Convolutional Neural Network in PyTorch with custom data

I am trying create a CNN for classification of three dancers with skeleton data in PyTorch. The Dataset is split into 3000 pieces each with 50 frames and 72 joint position data. I want to interpret the data like an image and therefore want to use a CNN for classification, but I am not sure how to use the Dataloader. In this link there is an example on how to train a CNN for classification, but the Dataloader uses a pre-configured dataset and I am not sure how I should format my custom data in the argument "trainset" in the command:

trainloader = torch.utils.data.DataLoader(trainset, batch_size=batch_size,shuffle=False, num_workers=1)

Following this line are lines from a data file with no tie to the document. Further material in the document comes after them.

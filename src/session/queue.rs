use std::collections::VecDeque;
use std::sync::Mutex;

use anyhow::{anyhow, Result};
use async_trait::async_trait;
use chrono::{DateTime, Utc};
use uuid::Uuid;

use super::SessionRecord;

/// A session record waiting for redelivery.
#[derive(Debug, Clone, PartialEq)]
pub struct QueuedRecord {
    pub record: SessionRecord,
    /// Delivery attempts so far, including the one that queued the record.
    pub attempts: u32,
    pub last_error: Option<String>,
    pub queued_at: DateTime<Utc>,
}

/// Durable store for records the backend has not acknowledged yet.
#[async_trait]
pub trait LocalQueue: Send + Sync {
    /// Appends a record with one failed attempt. Returns `false` if a record
    /// with the same idempotency key is already queued.
    async fn enqueue(&self, record: &SessionRecord, error: &str) -> Result<bool>;

    /// All queued records, oldest first. Records stay queued until removed.
    async fn drain(&self) -> Result<Vec<QueuedRecord>>;

    async fn remove(&self, key: Uuid) -> Result<()>;

    /// Counts one more failed attempt and returns the new total.
    async fn record_failure(&self, key: Uuid, error: &str) -> Result<u32>;

    async fn len(&self) -> Result<usize>;
}

/// In-process queue for hosts without durable storage.
#[derive(Debug, Default)]
pub struct MemoryQueue {
    items: Mutex<VecDeque<QueuedRecord>>,
}

impl MemoryQueue {
    pub fn new() -> Self {
        Self::default()
    }

    fn items(&self) -> std::sync::MutexGuard<'_, VecDeque<QueuedRecord>> {
        self.items.lock().unwrap_or_else(|poisoned| poisoned.into_inner())
    }
}

#[async_trait]
impl LocalQueue for MemoryQueue {
    async fn enqueue(&self, record: &SessionRecord, error: &str) -> Result<bool> {
        let mut items = self.items();
        if items
            .iter()
            .any(|item| item.record.idempotency_key == record.idempotency_key)
        {
            return Ok(false);
        }
        items.push_back(QueuedRecord {
            record: record.clone(),
            attempts: 1,
            last_error: Some(error.to_string()),
            queued_at: Utc::now(),
        });
        Ok(true)
    }

    async fn drain(&self) -> Result<Vec<QueuedRecord>> {
        Ok(self.items().iter().cloned().collect())
    }

    async fn remove(&self, key: Uuid) -> Result<()> {
        self.items().retain(|item| item.record.idempotency_key != key);
        Ok(())
    }

    async fn record_failure(&self, key: Uuid, error: &str) -> Result<u32> {
        let mut items = self.items();
        let item = items
            .iter_mut()
            .find(|item| item.record.idempotency_key == key)
            .ok_or_else(|| anyhow!("session {key} is not queued"))?;
        item.attempts += 1;
        item.last_error = Some(error.to_string());
        Ok(item.attempts)
    }

    async fn len(&self) -> Result<usize> {
        Ok(self.items().len())
    }
}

My input data basically has 3000 data points each which has 50 frames of 72 joint positions. And my labels are a vector of length 3000 each which can assume the output 0,1,2 for three different dancers. I hope someone can help.

Solution

You need to create an class that inherits torch.utils.data.Dataset. In short, the class needs to contain an __init__ function that specifies necessary attributes, an __getitem__ function that returns a data point (optionally with its label) at an indexed position, and a __len__ function to specify the number of data points in your dataset.

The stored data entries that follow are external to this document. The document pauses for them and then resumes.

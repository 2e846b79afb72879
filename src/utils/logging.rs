//! Logging macros that only fire when the calling module's `ENABLE_LOGS`
//! constant is true.
//!
//! ```ignore
//! const ENABLE_LOGS: bool = true;
//!
//! use crate::{log_info, log_warn};
//!
//! log_info!("alert finished");
//! ```

/// `log::info!` gated on the caller's `ENABLE_LOGS`.
#[macro_export]
macro_rules! log_info {
    ($($arg:tt)*) => {
        if ENABLE_LOGS {
            log::info!($($arg)*);
        }
    };
}

/// `log::warn!` gated on the caller's `ENABLE_LOGS`.
#[macro_export]
macro_rules! log_warn {
    ($($arg:tt)*) => {
        if ENABLE_LOGS {
            log::warn!($($arg)*);
        }
    };
}
use anyhow::{anyhow, Context, Result};
use async_trait::async_trait;
use chrono::Utc;
use rusqlite::{params, Row};
use uuid::Uuid;

use crate::db::{
    connection::Database,
    helpers::{parse_datetime, to_u32},
};
use crate::session::{LocalQueue, QueuedRecord, SessionRecord};

fn row_to_queued(row: &Row) -> Result<QueuedRecord> {
    let payload: String = row.get("payload")?;
    let attempts: i64 = row.get("attempts")?;
    let queued_at: String = row.get("queued_at")?;

    Ok(QueuedRecord {
        record: serde_json::from_str(&payload).context("failed to decode queued session")?,
        attempts: to_u32(attempts, "attempts")?,
        last_error: row.get("last_error")?,
        queued_at: parse_datetime(&queued_at, "queued_at")?,
    })
}

#[async_trait]
impl LocalQueue for Database {
    async fn enqueue(&self, record: &SessionRecord, error: &str) -> Result<bool> {
        let payload = serde_json::to_string(record).context("failed to encode session")?;
        let key = record.idempotency_key.to_string();
        let phase = record.phase.as_str();
        let error = error.to_string();

        self.execute(move |conn| {
            let now = Utc::now().to_rfc3339();
            // The unique key makes re-queueing the same record a no-op.
            let inserted = conn.execute(
                "INSERT OR IGNORE INTO pending_sessions
                    (idempotency_key, phase, payload, attempts, last_error, queued_at, updated_at)
                 VALUES (?1, ?2, ?3, 1, ?4, ?5, ?5)",
                params![key, phase, payload, error, now],
            )?;
            Ok(inserted > 0)
        })
        .await
    }

    async fn drain(&self) -> Result<Vec<QueuedRecord>> {
        self.execute(|conn| {
            let mut stmt = conn.prepare(
                "SELECT payload, attempts, last_error, queued_at
                 FROM pending_sessions
                 ORDER BY seq ASC",
            )?;
            let mut rows = stmt.query([])?;
            let mut queued = Vec::new();
            while let Some(row) = rows.next()? {
                queued.push(row_to_queued(row)?);
            }
            Ok(queued)
        })
        .await
    }

    async fn remove(&self, key: Uuid) -> Result<()> {
        let key = key.to_string();
        self.execute(move |conn| {
            conn.execute(
                "DELETE FROM pending_sessions WHERE idempotency_key = ?1",
                params![key],
            )?;
            Ok(())
        })
        .await
    }

    async fn record_failure(&self, key: Uuid, error: &str) -> Result<u32> {
        let key = key.to_string();
        let error = error.to_string();
        self.execute(move |conn| {
            let updated = conn.execute(
                "UPDATE pending_sessions
                 SET attempts = attempts + 1, last_error = ?2, updated_at = ?3
                 WHERE idempotency_key = ?1",
                params![key, error, Utc::now().to_rfc3339()],
            )?;
            if updated == 0 {
                return Err(anyhow!("session {key} is not queued"));
            }

            let attempts: i64 = conn.query_row(
                "SELECT attempts FROM pending_sessions WHERE idempotency_key = ?1",
                params![key],
                |row| row.get(0),
            )?;
            to_u32(attempts, "attempts")
        })
        .await
    }

    async fn len(&self) -> Result<usize> {
        self.execute(|conn| {
            let count: i64 =
                conn.query_row("SELECT COUNT(*) FROM pending_sessions", [], |row| row.get(0))?;
            usize::try_from(count).map_err(|_| anyhow!("negative row count {count}"))
        })
        .await
    }
}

Here is a template of how to create a customized dataset.

from torch.utils import data
class MyDataset(data.Dataset):
    def __init__(self, root):
        self.root = root
        self.dset = # load your data from the root here
    
    def __getitem__(self, index):
        return self.dset[index]

    def __len__(self):
        return len(self.dset)

You may also like to refer to this real implementation, where I customize a dataset that uses GTA5 images for a semantic segmentation task.

Lastly, just treat it as a pre-configured dataset. For example,

trainset = MyDataset(root)
trainloader = torch.utils.data.DataLoader(trainset, batch_size=batch_size, shuffle=False, num_workers=1)